Explosive fragmentation of thin ceramic tube using pulsed power

TL;DR

This paper investigates the explosive fragmentation of thin ceramic tubes using pulsed power, analyzing fragment mass distributions and establishing universal scaling laws applicable to impact and explosive fragmentation.

Contribution

It introduces a novel experimental setup for explosive fragmentation using pulsed power and identifies universal scaling laws for fragment mass distributions.

Findings

Fragment mass distribution follows double exponential or power-law with exponential decay.

Weighted mean fragment mass scales with multiplicity.

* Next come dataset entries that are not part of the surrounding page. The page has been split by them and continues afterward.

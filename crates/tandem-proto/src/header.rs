//! STOMP header block and heart-beat negotiation.
//!
//! Header values are escaped on the wire (`\\`, `\n`, `\r`, `\c`) except in
//! `CONNECT` and `CONNECTED` frames, which predate escaping and are sent
//! verbatim. When a header name repeats, the first occurrence wins.

use std::time::Duration;

use crate::errors::{ProtocolError, Result};

/// Ordered STOMP header list.
#[derive(Debug, Clone, Default, PartialEq, Eq)]
pub struct Headers {
    entries: Vec<(String, String)>,
}

impl Headers {
    /// Empty header list.
    pub fn new() -> Self {
        Self::default()
    }

    /// Append a header. Does not replace earlier entries with the same name.
    pub fn push(&mut self, name: impl Into<String>, value: impl Into<String>) {
        self.entries.push((name.into(), value.into()));
    }

    /// Builder form of [`Headers::push`].
    #[must_use]
    pub fn with(mut self, name: impl Into<String>, value: impl Into<String>) -> Self {
        self.push(name, value);
        self
    }

    /// First value for `name`. `None` if absent.
    pub fn get(&self, name: &str) -> Option<&str> {
        self.entries.iter().find(|(k, _)| k == name).map(|(_, v)| v.as_str())
    }

    /// Required header lookup.
    pub fn require(&self, name: &'static str) -> Result<&str> {
        self.get(name).ok_or(ProtocolError::MissingHeader(name))
    }

    /// Whether a header named `name` exists.
    pub fn contains(&self, name: &str) -> bool {
        self.get(name).is_some()
    }

    /// Iterate entries in wire order.
    pub fn iter(&self) -> impl Iterator<Item = (&str, &str)> {
        self.entries.iter().map(|(k, v)| (k.as_str(), v.as_str()))
    }

    /// Number of entries, duplicates included.
    pub fn len(&self) -> usize {
        self.entries.len()
    }

    /// Whether the header list is empty.
    pub fn is_empty(&self) -> bool {
        self.entries.is_empty()
    }
}

/// Escape a header name or value for the wire.
pub(crate) fn escape(raw: &str) -> String {
    let mut out = String::with_capacity(raw.len());
    for ch in raw.chars() {
        match ch {
            '\\' => out.push_str("\\\\"),
            '\n' => out.push_str("\\n"),
            '\r' => out.push_str("\\r"),
            ':' => out.push_str("\\c"),
            other => out.push(other),
        }
    }
    out
}

/// Reverse [`escape`]. Undefined escape sequences are a protocol error.
pub(crate) fn unescape(raw: &str) -> Result<String> {
    let mut out = String::with_capacity(raw.len());
    let mut chars = raw.chars();
    while let Some(ch) = chars.next() {
        if ch != '\\' {
            out.push(ch);
            continue;
        }
        match chars.next() {
            Some('\\') => out.push('\\'),
            Some('n') => out.push('\n'),
            Some('r') => out.push('\r'),
            Some('c') => out.push(':'),
            _ => return Err(ProtocolError::InvalidEscape(raw.to_string())),
        }
    }
    Ok(out)
}

/// Heart-beat intervals as advertised in the `heart-beat` header.
///
/// `outgoing` is the smallest interval at which the sender can emit
/// heart-beats, `incoming` the interval at which it wants to receive them.
/// Zero disables the direction.
#[derive(Debug, Clone, Copy, Default, PartialEq, Eq)]
pub struct HeartBeat {
    /// Interval at which this side sends.
    pub outgoing: Duration,
    /// Interval at which this side expects to receive.
    pub incoming: Duration,
}

impl HeartBeat {
    /// Heart-beats disabled in both directions.
    pub const DISABLED: Self = Self { outgoing: Duration::ZERO, incoming: Duration::ZERO };

    /// Same interval in both directions.
    pub fn symmetric(interval: Duration) -> Self {
        Self { outgoing: interval, incoming: interval }
    }

    /// Parse a `<out-ms>,<in-ms>` header value.
    pub fn parse(value: &str) -> Result<Self> {
        let invalid = || ProtocolError::InvalidHeartBeat(value.to_string());
        let (out, inc) = value.split_once(',').ok_or_else(invalid)?;
        let out: u64 = out.trim().parse().map_err(|_| invalid())?;
        let inc: u64 = inc.trim().parse().map_err(|_| invalid())?;
        Ok(Self { outgoing: Duration::from_millis(out), incoming: Duration::from_millis(inc) })
    }

    /// Header value for this heart-beat.
    pub fn to_header(&self) -> String {
        format!("{},{}", self.outgoing.as_millis(), self.incoming.as_millis())
    }

    /// Negotiate the effective intervals from the client's offer (`self`) and
    /// the server's reply.
    ///
    /// Returns `(send_every, expect_every)` from the client's point of view;
    /// a zero duration means that direction is disabled.
    pub fn negotiate(&self, server: &HeartBeat) -> (Duration, Duration) {
        let send = if self.outgoing.is_zero() || server.incoming.is_zero() {
            Duration::ZERO
        } else {
            self.outgoing.max(server.incoming)
        };
        let expect = if self.incoming.is_zero() || server.outgoing.is_zero() {
            Duration::ZERO
        } else {
            self.incoming.max(server.outgoing)
        };
        (send, expect)
    }
}

#[cfg(test)]
mod tests {
    use super::*;

    #[test]
    fn escape_round_trips_reserved_characters() {
        let raw = "a:b\\c\nd\re";
        let escaped = escape(raw);
        assert_eq!(escaped, "a\\cb\\\\c\\nd\\re");
        assert_eq!(unescape(&escaped).unwrap(), raw);
    }

    #[test]
    fn unescape_rejects_unknown_sequence() {
        assert!(matches!(unescape("bad\\t"), Err(ProtocolError::InvalidEscape(_))));
        assert!(matches!(unescape("dangling\\"), Err(ProtocolError::InvalidEscape(_))));
    }

    #[test]
    fn first_header_wins() {
        let headers = Headers::new().with("destination", "/a").with("destination", "/b");
        assert_eq!(headers.get("destination"), Some("/a"));
        assert_eq!(headers.len(), 2);
    }

    #[test]
    fn heart_beat_parse_and_format() {
        let hb = HeartBeat::parse("10000, 5000").unwrap();
        assert_eq!(hb.outgoing, Duration::from_secs(10));
        assert_eq!(hb.incoming, Duration::from_secs(5));
        assert_eq!(hb.to_header(), "10000,5000");
        assert!(HeartBeat::parse("10000").is_err());
        assert!(HeartBeat::parse("x,1").is_err());
    }

    #[test]
    fn heart_beat_negotiation_takes_max_and_respects_zero() {
        let client = HeartBeat::symmetric(Duration::from_secs(10));
        let server = HeartBeat {
            outgoing: Duration::from_secs(20),
            incoming: Duration::from_secs(5),
        };
        assert_eq!(
            client.negotiate(&server),
            (Duration::from_secs(10), Duration::from_secs(20))
        );

        let (send, expect) = client.negotiate(&HeartBeat::DISABLED);
        assert!(send.is_zero());
        assert!(expect.is_zero());
    }
}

Universal scaling laws apply to both impact and explosive fragmentation.

Abstract

This study experimentally examined the explosive fragmentation of thin ceramic tubes using pulsed power. A thin ceramic tube was threaded on a thin copper wire, and high voltage was applied to the wire using a pulsed power generator. This melted the wire and the resulting vapor put pressure on the ceramic tube, causing it to fragment. We examined the statistical properties of the fragment mass distribution. The cumulative fragment mass distribution obeyed the double exponential or power-law with exponential decay. Both distributions agreed well with the experimental data. We also found that the weighted mean fragment mass was scaled by the multiplicity. This result was similar to impact fragmentation, except for the crossover point. Finally, we obtained universal scaling for fragmentation, which is applicable to both impact and explosive fragmentation.